Как-то очень удобно оказалось пользоваться этой мыслью, то и дело контролирую себя: отклоняешься не туда, это мелочь, пустяк — но ведет не туда... Стоп!
Глядя на прошагавшую с санями лошадь, я вспомнил, как мы с отцом ездили в Березовку, в его родное село — как он с утра до вечера водил меня по пыльным, полынным улицам, показывал, рассказывал. ...Дом, где он родился... дом на углу Большого проулка (принадлежавший деду, отцу матери Дарьи, Степану Хомкину), где он прожил у деда первые годы...
— Вот видишь! — отец взобрался на низкую земляную насыпь. — Вал — в половодье воду направляли в огород. А вот тут, где сейчас ровно — были густей-шие, — отец даже отчаянно сморщился, — непроходимейшие заросли терна, дикой сливы... как бы ограждали наш участок — и в этих зарослях ох как лазить я любил! И страшно было, и интересно, и представлялось разное! — отец улыбался. — А вот здесь, — мы прошли с ним немножко дальше — наверное, первое вообще место, которое я помню на земле! — мы торжественно помолчали. — Хотя, конечно, изменилось тут все! — отец, по привычке своей, отчаянно сморщился, огляделся. — Да... вот здесь... саманная баня стояла... на несколько домов... и в ожидании ее — или после уже? — собрались тут мужики — разговаривали, смеялись. И вот — явственно помню этот момент — один мужик лежит на спине, а я копошусь на груди у него, и он отчаянно так хохочет, от щекотки, и, как зарезанный, кричит:
— Ну все, все! Поборол, Егорка, меня поборол!

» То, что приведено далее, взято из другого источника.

//! The run event log.
//!
//! RULE: Anything a user would ask "why is this number what it is?" about
//! is recorded as an event: rejected rows, unmatched sales, detected
//! reopenings, computed bonuses.

use crate::{
    import::SheetKind,
    payment_classifier::CustomerStatus,
    record::ProductTag,
    types::{BatchId, OrderId, ProposalId, RunId},
};
use chrono::NaiveDate;
use serde::{Deserialize, Serialize};

/// Every event emitted during imports and report runs.
/// Variants are appended, never removed or reordered.
#[derive(Debug, Clone, PartialEq, Serialize, Deserialize)]
#[serde(tag = "type", rename_all = "snake_case")]
pub enum InsightEvent {
    // ── Engine events ──────────────────────────────
    RunStarted {
        run_id: RunId,
        reference_date: NaiveDate,
    },
    RunCompleted {
        run_id: RunId,
    },

    // ── Import events ──────────────────────────────
    ImportCompleted {
        batch_id: BatchId,
        sheet: SheetKind,
        accepted: usize,
        rejected: usize,
    },
    RowRejected {
        batch_id: BatchId,
        sheet: SheetKind,
        line: usize,
        reason: String,
    },

    // ── Reconciliation events ──────────────────────
    UnmatchedSale {
        proposal_id: ProposalId,
        product_tag: ProductTag,
        status: CustomerStatus,
    },
    DuplicatePayment {
        proposal_id: ProposalId,
        records: usize,
    },
    ReconciliationComputed {
        product_tag: ProductTag,
        sales: usize,
        adimplencia_pct: f64,
    },

    // ── Reopening events ───────────────────────────
    ReopeningDetected {
        reopening_order_id: OrderId,
        original_order_id: OrderId,
        technician: String,
        days_between: i64,
    },

    // ── Resolution events ──────────────────────────
    NegativeResolutionSpan {
        order_id: OrderId,
    },
    SlaComputed {
        orders: usize,
        within_goal_pct: f64,
    },

    // ── Bonus events ───────────────────────────────
    BonusComputed {
        salesperson: String,
        product_tag: ProductTag,
        bonus_value: f64,
    },
}

/// A persisted event log row.
#[derive(Debug, Clone, Serialize, Deserialize)]
pub struct EventLogEntry {
    pub id:         Option<i64>,
    pub run_id:     RunId,
    pub seq:        u64,
    pub subsystem:  String,
    pub event_type: String,
    pub payload:    String,
}
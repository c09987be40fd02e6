//! Integration tests for sales × first-payment reconciliation.
//!
//! Tests verify:
//! 1. Duplicate payments collapse to the latest billing date
//! 2. adimplência leaves inclusões out of the denominator
//! 3. Permanência periods are anchored on activation, else sale date
//! 4. Period trends carry the change against the previous period
//! 5. Attainment is enabled sales over summed targets
//! 6. Proposals join across spellings; unsold payments are orphans

use chrono::NaiveDate;
use insight_core::{
    config::MetricsConfig,
    payment_classifier::CustomerStatus,
    reconciliation_subsystem::{
        index_payments, orphan_payments, period_trend, permanencia_period, reconcile,
        salesperson_performance, summarize, totals, GroupBy,
    },
    record::{Payment, ProductTag, Sale, SaleSituation, Target},
};

fn day(y: i32, m: u32, d: u32) -> NaiveDate {
    NaiveDate::from_ymd_opt(y, m, d).unwrap()
}

fn sale(id: &str, seller: &str, city: &str, tag: ProductTag, sold: NaiveDate) -> Sale {
    Sale {
        proposal_id: id.into(),
        salesperson: seller.into(),
        city: city.into(),
        product_grouping: tag.label().into(),
        product_tag: tag,
        sale_date: sold,
        activation_date: Some(sold),
        situation: SaleSituation::Habilitada,
    }
}

fn payment(id: &str, step: &str, status: &str, billed: Option<NaiveDate>) -> Payment {
    Payment {
        proposal_id: id.into(),
        step_code: step.into(),
        billing_date: billed,
        package_status: status.into(),
        due_date: None,
    }
}

// ─────────────────────────────────────────────────────────────────────────────
// Payment index
// ─────────────────────────────────────────────────────────────────────────────

#[test]
fn duplicate_payments_keep_the_latest_billing_date() {
    let payments = vec![
        payment("0042", "0", "A", Some(day(2024, 3, 5))),
        payment("42", "2", "A", Some(day(2024, 3, 1))),
        payment("43", "0", "A", None),
    ];
    let (index, duplicates) = index_payments(&payments);

    assert_eq!(index.len(), 2);
    assert_eq!(index["42"].step_code, "0");
    assert_eq!(duplicates, vec![("42".to_string(), 2)]);
}

#[test]
fn equal_billing_dates_keep_the_last_row() {
    let payments = vec![
        payment("7", "2", "A", Some(day(2024, 3, 1))),
        payment("7", "0", "A", Some(day(2024, 3, 1))),
    ];
    let (index, _) = index_payments(&payments);
    assert_eq!(index["7"].step_code, "0");
}

#[test]
fn proposals_join_across_spellings() {
    let rules = MetricsConfig::default_test().classification;
    let jan = day(2024, 1, 10);
    let sales = vec![
        sale("000101", "ANA", "Goiânia", ProductTag::Pos, jan),
        sale("102.0", "ANA", "Goiânia", ProductTag::Pos, jan),
        sale("103", "ANA", "Goiânia", ProductTag::Pos, jan),
    ];
    let payments = vec![
        payment("101.0", "0", "A", Some(day(2024, 2, 1))),
        payment("0102", "2", "A", Some(day(2024, 2, 1))),
        payment("00999", "0", "A", None),
        payment("998.0", "0", "A", None),
    ];

    let rows = reconcile(&sales, &payments, day(2024, 3, 31), &rules);
    assert_eq!(rows[0].classification.status, CustomerStatus::Adimplente);
    assert_eq!(rows[0].payment.as_ref().unwrap().proposal_id, "101.0");
    assert_eq!(rows[1].classification.status, CustomerStatus::Inadimplente);
    assert!(rows[2].payment.is_none());

    assert_eq!(orphan_payments(&sales, &payments), vec!["998".to_string(), "999".to_string()]);
    assert!(orphan_payments(&sales, &payments[..2]).is_empty());
}

// ─────────────────────────────────────────────────────────────────────────────
// Status counts
// ─────────────────────────────────────────────────────────────────────────────

#[test]
fn inclusions_stay_out_of_the_denominator() {
    let rules = MetricsConfig::default_test().classification;
    let jan = day(2024, 1, 10);
    let sales = vec![
        sale("1", "ANA", "Goiânia", ProductTag::Pos, jan),
        sale("2", "ANA", "Goiânia", ProductTag::Pos, jan),
        sale("3", "ANA", "Anápolis", ProductTag::Pos, jan),
        sale("4", "ANA", "Anápolis", ProductTag::Pos, jan),
    ];
    let payments = vec![
        payment("1", "0", "A", Some(day(2024, 2, 1))),
        payment("2", "2", "A", Some(day(2024, 2, 1))),
        payment("3", "", "C", None),
    ];

    let rows = reconcile(&sales, &payments, day(2024, 3, 31), &rules);
    let statuses: Vec<_> = rows.iter().map(|r| r.classification.status).collect();
    assert_eq!(
        statuses,
        vec![
            CustomerStatus::Adimplente,
            CustomerStatus::Inadimplente,
            CustomerStatus::Cancelado,
            CustomerStatus::Inclusao,
        ]
    );
    assert!(rows[3].payment.is_none());

    let t = totals(&rows);
    assert_eq!(t.len(), 1);
    assert_eq!(t[0].counts.total, 4);
    assert_eq!(t[0].counts.measured(), 3);
    assert_eq!(t[0].adimplencia_pct, 33.33);
    assert_eq!(t[0].inadimplencia_pct, 33.33);
    assert_eq!(t[0].cancelamento_pct, 33.33);

    let by_city = summarize(&rows, GroupBy::City);
    let anapolis = by_city.iter().find(|r| r.key == "Anápolis").unwrap();
    assert_eq!(anapolis.counts.cancelados, 1);
    assert_eq!(anapolis.counts.inclusoes, 1);
    assert_eq!(anapolis.adimplencia_pct, 0.0);
    let goiania = by_city.iter().find(|r| r.key == "Goiânia").unwrap();
    assert_eq!(goiania.adimplencia_pct, 50.0);
}

#[test]
fn bl_dgo_without_payment_counts_as_current_inclusion() {
    let rules = MetricsConfig::default_test().classification;
    let sales = vec![sale("9", "ANA", "Goiânia", ProductTag::BlDgo, day(2024, 1, 10))];
    let rows = reconcile(&sales, &[], day(2024, 3, 31), &rules);

    let t = totals(&rows);
    assert_eq!(t[0].counts.adimplentes, 1);
    assert_eq!(t[0].counts.adimplentes_inclusao, 1);
    assert_eq!(t[0].adimplencia_pct, 100.0);
}

#[test]
fn empty_group_has_zero_rate() {
    let rules = MetricsConfig::default_test().classification;
    let sales = vec![sale("1", "ANA", "Goiânia", ProductTag::Pos, day(2024, 1, 10))];
    let rows = reconcile(&sales, &[], day(2024, 3, 31), &rules);
    let t = totals(&rows);
    assert_eq!(t[0].counts.measured(), 0);
    assert_eq!(t[0].adimplencia_pct, 0.0);
}

// ─────────────────────────────────────────────────────────────────────────────
// Periods
// ─────────────────────────────────────────────────────────────────────────────

#[test]
fn permanencia_period_is_four_months_after_the_anchor() {
    let mut s = sale("1", "ANA", "Goiânia", ProductTag::Pos, day(2023, 11, 5));
    s.activation_date = Some(day(2024, 1, 31));
    assert_eq!(permanencia_period(&s, 4), "2024-05");

    s.activation_date = None;
    assert_eq!(permanencia_period(&s, 4), "2024-03");
}

#[test]
fn trend_reports_point_change_between_periods() {
    let rules = MetricsConfig::default_test().classification;
    let sales = vec![
        sale("1", "ANA", "Goiânia", ProductTag::Pos, day(2024, 1, 10)),
        sale("2", "ANA", "Goiânia", ProductTag::Pos, day(2024, 1, 12)),
        sale("3", "ANA", "Goiânia", ProductTag::Pos, day(2024, 2, 10)),
        sale("4", "ANA", "Goiânia", ProductTag::BlDgo, day(2024, 2, 10)),
    ];
    let payments = vec![
        payment("1", "0", "A", None),
        payment("2", "1", "A", Some(day(2024, 2, 1))),
        payment("3", "0", "A", None),
    ];
    let rows = reconcile(&sales, &payments, day(2024, 6, 30), &rules);

    let trend = period_trend(&rows, ProductTag::Pos);
    assert_eq!(trend.len(), 2);
    assert_eq!(trend[0].period, "2024-05");
    assert_eq!(trend[0].adimplencia_pct, 50.0);
    assert_eq!(trend[0].delta_pp, None);
    assert_eq!(trend[1].period, "2024-06");
    assert_eq!(trend[1].adimplencia_pct, 100.0);
    assert_eq!(trend[1].delta_pp, Some(50.0));
}

// ─────────────────────────────────────────────────────────────────────────────
// Volume
// ─────────────────────────────────────────────────────────────────────────────

#[test]
fn attainment_counts_enabled_sales_against_summed_targets() {
    let rules = MetricsConfig::default_test().classification;
    let jan = day(2024, 1, 10);
    let mut pending = sale("3", "ANA", "Goiânia", ProductTag::Pos, jan);
    pending.situation = SaleSituation::Pendente;
    let sales = vec![
        sale("1", "ANA", "Goiânia", ProductTag::Pos, jan),
        sale("2", "ANA", "Goiânia", ProductTag::Pos, jan),
        pending,
        sale("4", "BRUNO", "Goiânia", ProductTag::Pos, jan),
    ];
    let targets = vec![
        Target { salesperson: "ana".into(), month: "2024-01".into(), product_tag: ProductTag::Pos, quantity: 1 },
        Target { salesperson: "ANA ".into(), month: "2024-02".into(), product_tag: ProductTag::Pos, quantity: 1 },
    ];
    let rows = reconcile(&sales, &[], jan, &rules);
    let perf = salesperson_performance(&rows, &targets);

    let ana = perf.iter().find(|p| p.salesperson == "ANA").unwrap();
    assert_eq!(ana.total_sales, 3);
    assert_eq!(ana.enabled_sales, 2);
    assert_eq!(ana.conversion_pct, 66.67);
    assert_eq!(ana.target, Some(2));
    assert_eq!(ana.attainment_pct, Some(100.0));

    let bruno = perf.iter().find(|p| p.salesperson == "BRUNO").unwrap();
    assert_eq!(bruno.target, None);
    assert_eq!(bruno.attainment_pct, None);
}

И я, тоже довольный, смеюсь — такого мужика поборол, хотя, конечно же понимаю, что это игра!
Мы с отцом — еле поспевал за ним — ходили по его деревне — разные улицы, непохожие друг на друга, и он все говорил... И я вдруг тогда понял: а ведь он отлично тут жил... все пространство его... выгон, где всякие вкусные травы ели весной... речка... пруд... всюду, яблоки, груши! все любят тебя! Ведь это же был рай! — я огляделся. Потом я сказал это отцу, и отец, который, надо признать, чувствует все сам, а не повторяет то, что пишут в газетах, согласился со мной: да, похоже, действительно был рай!
А с каким он упоением рассказывал, как в семье его друга валяли валенки! Хозяин, всунув в груду овечьей шерсти натянутую на палку жилу, — вроде контрабаса, играл на ней: нгнь, нгнь! — таким способом сбивая шерсть, и как они с другом умоляли дать им попробовать. ...Рай!